Keller M S, Stafford P W, Vane D W
Department of Surgery, Children's Hospital of Philadelphia, Pennsylvania, USA.
J Trauma. 1997 Jun;42(6):1097-100. doi: 10.1097/00005373-199706000-00019.
Many adults and most children with a solid-organ abdominal injury can be managed nonoperatively. To date, however, little is known about the outcome of nonoperative management of pancreatic injury. To analyze current treatment patterns of pancreatic injury in children, all children (age < 19 years) identified in the National Pediatric Trauma Registry (49,540 patients) and admitted to two level I pediatric trauma centers with a diagnosis of injury to the pancreas (International Classification of Disease-9 codes 863.81-863.84 and 863.91-863.94) were reviewed. Over a 7-year period, 154 children were identified with pancreatic injury. Thirty-one (20%) sustained severe injuries (grades III, IV, or V) and 123 (80%) sustained lower-grade injuries (grades I and II). Sixteen (52%) of the children sustaining grades III, IV, or V injury required pancreatic procedures (9 distal resections, 3 simple repairs, 2 enteric anastomoses, 2 others). Only 26 (21%) of the grades I and II injuries required surgical intervention specific to the pancreas (11 resections, 9 catheter drainage of pseudocysts, 2 enteric anastomoses, 4 others). Ninety-seven (79%) grades I and II injuries were successfully managed conservatively. Overall, 15 (10%) children required drainage procedures for pseudocyst. The frequency of operative intervention decreased during the last 4 years of the study (18 vs. 26%, p > 0.05), coinciding with a decrease in the frequency of drainage procedures for pseudocysts. The need for surgical intervention was not influenced by age, Injury Severity Score, or Pediatric Trauma Score (p > 0.05). Associated abdominal injuries were common but did not influence operations on the pancreas (p > 0.05). No deaths were attributed to the pancreatic injury. These data indicate that early intervention for pancreatic injury, in the absence of clinical deterioration or major ductal injury (grades III, IV, or V), is unwarranted, and careful observation may supplant the conventional surgical therapy recommended for adults.

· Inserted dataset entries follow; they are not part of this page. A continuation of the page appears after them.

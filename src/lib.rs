use crate::auth::hash_password;
use crate::model::entity::{UserEntity, UserEntityCreateUpdate};
use crate::model::{DbConnection, ModelManager};
use crate::utils::signal::shutdown_signal;
use crate::web::{AuthenticatedUser, UserRole};
use crate::{error::AppResult, web::AppState};
use axum::Router;
use tokio::net::TcpListener;

pub mod config;
pub use config::{Config, ConfigError, ConfigResult};

pub mod auth;
pub mod error;
pub mod exam;
pub mod model;
pub mod utils;
pub mod web;

pub static APPLICATION_NAME: &str = "onlinecourse";

pub async fn build_server() -> AppResult<(AppState, Router)> {
    let use_local = cfg!(debug_assertions);
    let config = config::Config::get_or_init(use_local).await;
    let db = DbConnection::connect(config.app().database_uri())?;

    tracing::debug!("applying migrations...");
    db.migrate().await?;

    let uploads = utils::uploads::ensure_uploads_dir(&std::env::current_dir()?)?;
    tracing::debug!("serving static files from {}", uploads.display());

    let mm = ModelManager::new(db);
    if let Some(admin) = config.admin() {
        seed_admin_user(&mm, admin.username(), admin.password()).await?;
    }

    let state = AppState::new(mm);
    let app = web::routes::build_app(state.clone(), config);
    Ok((state, app))
}

pub async fn build_server_with_pool(db: DbConnection) -> AppResult<(AppState, Router)> {
    let config = config::Config::get_or_init(true).await;

    let mm = ModelManager::new(db);
    let state = AppState::new(mm);
    let app = web::routes::build_app(state.clone(), config);
    Ok((state, app))
}

/// Creates an admin account named `username` unless a user by that name exists.
/// Returns whether a user was created.
#[tracing::instrument(skip(mm, password))]
pub async fn seed_admin_user(mm: &ModelManager, username: &str, password: &str) -> AppResult<bool> {
    let system = AuthenticatedUser::admin();
    if UserEntity::find_by_username(mm, &system, username).await?.is_some() {
        tracing::debug!("admin `{username}` already present");
        return Ok(false);
    }

    let password_hash = hash_password(password)?;
    let data = UserEntityCreateUpdate {
        username: username.to_string(),
        password_hash,
        first_name: String::new(),
        last_name: String::new(),
    };
    UserEntity::create_with_role(mm, &system, data, UserRole::Admin).await?;

    tracing::info!("admin `{username}` created");
    Ok(true)
}

#[tracing::instrument]
pub async fn setup_workers() -> AppResult<()> {
    let (_, app) = build_server().await?;
    let config = Config::get_or_init(false).await;
    let listener = TcpListener::bind(config.host().bindto()).await?;

    tracing::info!("{APPLICATION_NAME} is starting at: {}", config.host().bindto());
    let axum_handle = axum::serve(listener, app)
        .with_graceful_shutdown(shutdown_signal());

    axum_handle.await?;
    Ok(())
}

fn setup_trace() {
    use tracing_error::ErrorLayer;
    use tracing_subscriber::{filter::EnvFilter, fmt, prelude::*};

    // load .env file for RUST_LOG etc.
    let _ = dotenvy::dotenv();

    tracing_subscriber::registry()
        .with(fmt::layer())
        .with(EnvFilter::from_default_env())
        .with(ErrorLayer::default())
        .init();

    tracing::debug!("tracing initialized.");
}

#[tracing::instrument]
pub async fn run() -> AppResult<()> {
    setup_trace();
    setup_workers().await?;
    Ok(())
}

许多患有腹部实体器官损伤的成年人和大多数儿童可以采用非手术治疗。然而,迄今为止,关于胰腺损伤非手术治疗的结果知之甚少。为了分析儿童胰腺损伤的当前治疗模式,我们回顾了国家儿科创伤登记处(49540例患者)中所有年龄小于19岁、并被两所一级儿科创伤中心收治且诊断为胰腺损伤(国际疾病分类-9编码863.81 - 863.84和863.91 - 863.94)的儿童。在7年期间,共识别出154例胰腺损伤儿童。其中31例(20%)为重伤(Ⅲ、Ⅳ或Ⅴ级),123例(80%)为轻伤(Ⅰ和Ⅱ级)。Ⅲ、Ⅳ或Ⅴ级损伤的儿童中有16例(52%)需要进行胰腺手术(9例远端切除术、3例单纯修补术、2例肠吻合术、2例其他手术)。Ⅰ和Ⅱ级损伤中只有26例(21%)需要针对胰腺进行手术干预(11例切除术、9例假性囊肿导管引流术、2例肠吻合术、4例其他手术)。97例(79%)Ⅰ和Ⅱ级损伤通过保守治疗成功处理。总体而言,15例(10%)儿童需要进行假性囊肿引流手术。在研究的最后4年中,手术干预的频率有所下降(18%对26%,p>0.05),这与假性囊肿引流手术频率的下降相吻合。手术干预的必要性不受年龄、损伤严重程度评分或儿科创伤评分的影响(p>0.05)。相关的腹部损伤很常见,但不影响胰腺手术(p>0.05)。没有死亡病例归因于胰腺损伤。这些数据表明,在没有临床病情恶化或主要导管损伤(Ⅲ、Ⅳ或Ⅴ级)的情况下,对胰腺损伤进行早期干预是不必要的,仔细观察可能会取代推荐给成年人的传统手术治疗方法。